++++ Provided material ++++

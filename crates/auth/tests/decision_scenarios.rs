//! End-to-end decision scenarios through the JSON boundary and the typed API.

use chrono::{DateTime, Duration, Utc};
use serde_json::json;

use clubhub_auth::authorize::{authorize_at, is_allowed};
use clubhub_auth::{
    Actor, AuthzError, DecisionRequest, Denial, EventRecord, ReportType, Role, UserRecord,
    can_assign_role, can_delete_event, can_delete_event_at, can_delete_user, can_generate_report,
    evaluate,
};
use clubhub_core::{ClubId, EventId, UserId};

fn now() -> DateTime<Utc> {
    "2026-09-01T09:00:00Z".parse().unwrap()
}

fn request(value: serde_json::Value) -> DecisionRequest {
    serde_json::from_value(value).expect("test request must deserialize")
}

fn user(id: i64, role: Role, club: Option<i64>) -> UserRecord {
    UserRecord {
        id: UserId::new(id),
        role,
        club_id: club.map(ClubId::new),
        is_active: true,
    }
}

fn event(club: i64, date: DateTime<Utc>) -> EventRecord {
    EventRecord {
        id: EventId::new(10),
        club_id: Some(ClubId::new(club)),
        event_date: date,
    }
}

#[test]
fn vice_chairman_assignment() {
    assert!(can_assign_role(Role::ViceChairman, Role::ClubOfficer));
    assert!(!can_assign_role(Role::ViceChairman, Role::Chairman));
}

#[test]
fn self_deletion_is_denied_regardless_of_role() {
    let target = user(5, Role::Admin, None);
    let actor = Actor::from(&user(5, Role::SystemAdmin, None));
    assert!(!can_delete_user(&target, &actor));
}

#[test]
fn past_event_is_not_deletable_by_its_own_club() {
    let e = event(2, Utc::now() - Duration::days(1));
    let leader = Actor::from(&user(1, Role::TeamLeader, Some(2)));
    assert!(!can_delete_event(&e, &leader));
}

#[test]
fn future_event_is_not_deletable_from_another_club() {
    let e = event(2, now() + Duration::days(3));
    let leader = Actor::from(&user(1, Role::TeamLeader, Some(5)));
    assert!(!can_delete_event_at(&e, &leader, now()));
}

#[test]
fn vice_chairman_reports() {
    let vc = Actor::from(&user(1, Role::ViceChairman, Some(1)));
    assert!(!can_generate_report(ReportType::SemesterSummary, &vc));
    assert!(can_generate_report(ReportType::EventOutcomes, &vc));
}

#[test]
fn json_delete_event_scenarios() {
    let past = request(json!({
        "actor": {"id": 1, "role": "TeamLeader", "club_id": 2},
        "resource": {"kind": "event", "id": 3, "club_id": 2, "event_date": "2026-08-31T09:00:00Z"},
        "action": "Delete"
    }));
    let decision = evaluate(&past, now());
    assert!(!decision.allowed);
    assert_eq!(decision.denial, Some(Denial::PastEvent));

    let other_club = request(json!({
        "actor": {"id": 1, "role": "TeamLeader", "club_id": 5},
        "resource": {"kind": "event", "id": 3, "club_id": 2, "event_date": "2026-09-04T09:00:00Z"},
        "action": "Delete"
    }));
    assert_eq!(evaluate(&other_club, now()).denial, Some(Denial::ClubMismatch));

    let own_club = request(json!({
        "actor": {"id": 1, "role": "TeamLeader", "club_id": 2},
        "resource": {"kind": "event", "id": 3, "club_id": 2, "event_date": "2026-09-04T09:00:00Z"},
        "action": "Delete"
    }));
    assert!(is_allowed(&own_club, now()));
}

#[test]
fn json_self_delete_is_denied() {
    let req = request(json!({
        "actor": {"id": 5, "role": "SystemAdmin"},
        "resource": {"kind": "user", "id": 5, "role": "Admin"},
        "action": "Delete"
    }));
    assert_eq!(
        authorize_at(&req, now()),
        Err(AuthzError::Denied {
            action: clubhub_auth::Action::Delete,
            resource: clubhub_auth::ResourceKind::User,
            reason: Denial::SelfTarget,
        })
    );
}

#[test]
fn empty_request_fails_closed() {
    let decision = evaluate(&DecisionRequest::default(), now());
    assert!(!decision.allowed);
    assert_eq!(decision.denial, Some(Denial::Malformed));
}

#[test]
fn unknown_enum_values_fail_closed() {
    for (field, value) in [
        ("action", json!("Obliterate")),
        ("new_role", json!("Emperor")),
    ] {
        let mut raw = json!({
            "actor": {"id": 1, "role": "SystemAdmin"},
            "resource": {"kind": "user", "id": 2, "role": "Member"},
            "action": "AssignRole",
            "new_role": "TeamLeader"
        });
        raw[field] = value;
        assert!(!is_allowed(&request(raw), now()), "{field} should deny");
    }

    let unknown_kind = request(json!({
        "actor": {"id": 1, "role": "SystemAdmin"},
        "resource": {"kind": "spaceship", "id": 2},
        "action": "ViewDetails"
    }));
    assert!(!is_allowed(&unknown_kind, now()));

    let unknown_report = request(json!({
        "actor": {"id": 1, "role": "SystemAdmin"},
        "resource": {"kind": "report", "report_type": "Payroll"},
        "action": "Generate"
    }));
    assert!(!is_allowed(&unknown_report, now()));
}

#[test]
fn registration_and_attendance_through_boundary() {
    let register = request(json!({
        "actor": {"id": 7, "role": "Member", "club_id": 9},
        "resource": {"kind": "event", "club_id": 2, "event_date": "2026-09-01T12:00:00Z"},
        "action": "Register"
    }));
    assert!(is_allowed(&register, now()));
    assert!(!is_allowed(&register, now() + Duration::hours(2) + Duration::minutes(1)));

    let attendance = request(json!({
        "actor": {"id": 7, "role": "ClubOfficer", "club_id": 2},
        "resource": {"kind": "event", "club_id": 2, "event_date": "2026-09-01T09:30:00Z"},
        "action": "MarkAttendance"
    }));
    assert!(is_allowed(&attendance, now()));
    assert!(!is_allowed(&attendance, now() + Duration::days(2)));
}

#[test]
fn creating_events_needs_an_hour_of_notice() {
    let create = |date: &str| {
        request(json!({
            "actor": {"id": 3, "role": "TeamLeader", "club_id": 2},
            "resource": {"kind": "event", "club_id": 2, "event_date": date},
            "action": "Create"
        }))
    };

    assert!(!is_allowed(&create("2026-08-01T09:00:00Z"), now()));
    assert!(!is_allowed(&create("2026-09-01T09:30:00Z"), now()));
    assert!(is_allowed(&create("2026-09-01T10:30:00Z"), now()));
    assert_eq!(
        authorize_at(&create("2026-09-01T09:10:00Z"), now()),
        Err(AuthzError::Denied {
            action: clubhub_auth::Action::Create,
            resource: clubhub_auth::ResourceKind::Event,
            reason: Denial::OutsideTimeWindow,
        })
    );
}

#[test]
fn decision_serializes_for_audit() {
    let req = request(json!({
        "actor": {"id": 1, "role": "Member", "club_id": 1},
        "resource": {"kind": "club", "id": 1},
        "action": "Delete"
    }));
    let decision = evaluate(&req, now());
    let value = serde_json::to_value(&decision).unwrap();
    assert_eq!(value["allowed"], false);
    assert_eq!(value["action"], "Delete");
    assert_eq!(value["resource"], "club");
    assert_eq!(value["denial"], "insufficient_role");
}

#[test]
fn decisions_are_thread_safe() {
    let req = std::sync::Arc::new(request(json!({
        "actor": {"id": 1, "role": "Chairman"},
        "resource": {"kind": "user", "id": 2, "role": "ViceChairman", "club_id": 3},
        "action": "Delete"
    })));

    let handles: Vec<_> = (0..8)
        .map(|_| {
            let req = std::sync::Arc::clone(&req);
            std::thread::spawn(move || is_allowed(&req, now()))
        })
        .collect();

    for handle in handles {
        assert!(handle.join().unwrap());
    }
}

++++

§ **Prompt**:
Retype each record, matching it exactly.

§ **Response**:
filename crates/auth/tests/decision_scenarios.rs
//! End-to-end decision scenarios through the JSON boundary and the typed API.

use chrono::{DateTime, Duration, Utc};
use serde_json::json;

use clubhub_auth::authorize::{authorize_at, is_allowed};
use clubhub_auth::{
    Actor, AuthzError, DecisionRequest, Denial, EventRecord, ReportType, Role, UserRecord,
    can_assign_role, can_delete_event, can_delete_event_at, can_delete_user, can_generate_report,
    evaluate,
};
use clubhub_core::{ClubId, EventId, UserId};

fn now() -> DateTime<Utc> {
    "2026-09-01T09:00:00Z".parse().unwrap()
}

fn request(value: serde_json::Value) -> DecisionRequest {
    serde_json::from_value(value).expect("test request must deserialize")
}

fn user(id: i64, role: Role, club: Option<i64>) -> UserRecord {
    UserRecord {
        id: UserId::new(id),
        role,
        club_id: club.map(ClubId::new),
        is_active: true,
    }
}

fn event(club: i64, date: DateTime<Utc>) -> EventRecord {
    EventRecord {
        id: EventId::new(10),
        club_id: Some(ClubId::new(club)),
        event_date: date,
    }
}

#[test]
fn vice_chairman_assignment() {
    assert!(can_assign_role(Role::ViceChairman, Role::ClubOfficer));
    assert!(!can_assign_role(Role::ViceChairman, Role::Chairman));
}

#[test]
fn self_deletion_is_denied_regardless_of_role() {
    let target = user(5, Role::Admin, None);
    let actor = Actor::from(&user(5, Role::SystemAdmin, None));
    assert!(!can_delete_user(&target, &actor));
}

#[test]
fn past_event_is_not_deletable_by_its_own_club() {
    let e = event(2, Utc::now() - Duration::days(1));
    let leader = Actor::from(&user(1, Role::TeamLeader, Some(2)));
    assert!(!can_delete_event(&e, &leader));
}

#[test]
fn future_event_is_not_deletable_from_another_club() {
    let e = event(2, now() + Duration::days(3));
    let leader = Actor::from(&user(1, Role::TeamLeader, Some(5)));
    assert!(!can_delete_event_at(&e, &leader, now()));
}

#[test]
fn vice_chairman_reports() {
    let vc = Actor::from(&user(1, Role::ViceChairman, Some(1)));
    assert!(!can_generate_report(ReportType::SemesterSummary, &vc));
    assert!(can_generate_report(ReportType::EventOutcomes, &vc));
}

#[test]
fn json_delete_event_scenarios() {
    let past = request(json!({
        "actor": {"id": 1, "role": "TeamLeader", "club_id": 2},
        "resource": {"kind": "event", "id": 3, "club_id": 2, "event_date": "2026-08-31T09:00:00Z"},
        "action": "Delete"
    }));
    let decision = evaluate(&past, now());
    assert!(!decision.allowed);
    assert_eq!(decision.denial, Some(Denial::PastEvent));

    let other_club = request(json!({
        "actor": {"id": 1, "role": "TeamLeader", "club_id": 5},
        "resource": {"kind": "event", "id": 3, "club_id": 2, "event_date": "2026-09-04T09:00:00Z"},
        "action": "Delete"
    }));
    assert_eq!(evaluate(&other_club, now()).denial, Some(Denial::ClubMismatch));

    let own_club = request(json!({
        "actor": {"id": 1, "role": "TeamLeader", "club_id": 2},
        "resource": {"kind": "event", "id": 3, "club_id": 2, "event_date": "2026-09-04T09:00:00Z"},
        "action": "Delete"
    }));
    assert!(is_allowed(&own_club, now()));
}

#[test]
fn json_self_delete_is_denied() {
    let req = request(json!({
        "actor": {"id": 5, "role": "SystemAdmin"},
        "resource": {"kind": "user", "id": 5, "role": "Admin"},
        "action": "Delete"
    }));
    assert_eq!(
        authorize_at(&req, now()),
        Err(AuthzError::Denied {
            action: clubhub_auth::Action::Delete,
            resource: clubhub_auth::ResourceKind::User,
            reason: Denial::SelfTarget,
        })
    );
}

#[test]
fn empty_request_fails_closed() {
    let decision = evaluate(&DecisionRequest::default(), now());
    assert!(!decision.allowed);
    assert_eq!(decision.denial, Some(Denial::Malformed));
}

#[test]
fn unknown_enum_values_fail_closed() {
    for (field, value) in [
        ("action", json!("Obliterate")),
        ("new_role", json!("Emperor")),
    ] {
        let mut raw = json!({
            "actor": {"id": 1, "role": "SystemAdmin"},
            "resource": {"kind": "user", "id": 2, "role": "Member"},
            "action": "AssignRole",
            "new_role": "TeamLeader"
        });
        raw[field] = value;
        assert!(!is_allowed(&request(raw), now()), "{field} should deny");
    }

    let unknown_kind = request(json!({
        "actor": {"id": 1, "role": "SystemAdmin"},
        "resource": {"kind": "spaceship", "id": 2},
        "action": "ViewDetails"
    }));
    assert!(!is_allowed(&unknown_kind, now()));

    let unknown_report = request(json!({
        "actor": {"id": 1, "role": "SystemAdmin"},
        "resource": {"kind": "report", "report_type": "Payroll"},
        "action": "Generate"
    }));
    assert!(!is_allowed(&unknown_report, now()));
}

#[test]
fn registration_and_attendance_through_boundary() {
    let register = request(json!({
        "actor": {"id": 7, "role": "Member", "club_id": 9},
        "resource": {"kind": "event", "club_id": 2, "event_date": "2026-09-01T12:00:00Z"},
        "action": "Register"
    }));
    assert!(is_allowed(&register, now()));
    assert!(!is_allowed(&register, now() + Duration::hours(2) + Duration::minutes(1)));

    let attendance = request(json!({
        "actor": {"id": 7, "role": "ClubOfficer", "club_id": 2},
        "resource": {"kind": "event", "club_id": 2, "event_date": "2026-09-01T09:30:00Z"},
        "action": "MarkAttendance"
    }));
    assert!(is_allowed(&attendance, now()));
    assert!(!is_allowed(&attendance, now() + Duration::days(2)));
}

#[test]
fn creating_events_needs_an_hour_of_notice() {
    let create = |date: &str| {
        request(json!({
            "actor": {"id": 3, "role": "TeamLeader", "club_id": 2},
            "resource": {"kind": "event", "club_id": 2, "event_date": date},
            "action": "Create"
        }))
    };

    assert!(!is_allowed(&create("2026-08-01T09:00:00Z"), now()));
    assert!(!is_allowed(&create("2026-09-01T09:30:00Z"), now()));
    assert!(is_allowed(&create("2026-09-01T10:30:00Z"), now()));
    assert_eq!(
        authorize_at(&create("2026-09-01T09:10:00Z"), now()),
        Err(AuthzError::Denied {
            action: clubhub_auth::Action::Create,
            resource: clubhub_auth::ResourceKind::Event,
            reason: Denial::OutsideTimeWindow,
        })
    );
}

#[test]
fn decision_serializes_for_audit() {
    let req = request(json!({
        "actor": {"id": 1, "role": "Member", "club_id": 1},
        "resource": {"kind": "club", "id": 1},
        "action": "Delete"
    }));
    let decision = evaluate(&req, now());
    let value = serde_json::to_value(&decision).unwrap();
    assert_eq!(value["allowed"], false);
    assert_eq!(value["action"], "Delete");
    assert_eq!(value["resource"], "club");
    assert_eq!(value["denial"], "insufficient_role");
}

#[test]
fn decisions_are_thread_safe() {
    let req = std::sync::Arc::new(request(json!({
        "actor": {"id": 1, "role": "Chairman"},
        "resource": {"kind": "user", "id": 2, "role": "ViceChairman", "club_id": 3},
        "action": "Delete"
    })));

    let handles: Vec<_> = (0..8)
        .map(|_| {
            let req = std::sync::Arc::clone(&req);
            std::thread::spawn(move || is_allowed(&req, now()))
        })
        .collect();

    for handle in handles {
        assert!(handle.join().unwrap());
    }
}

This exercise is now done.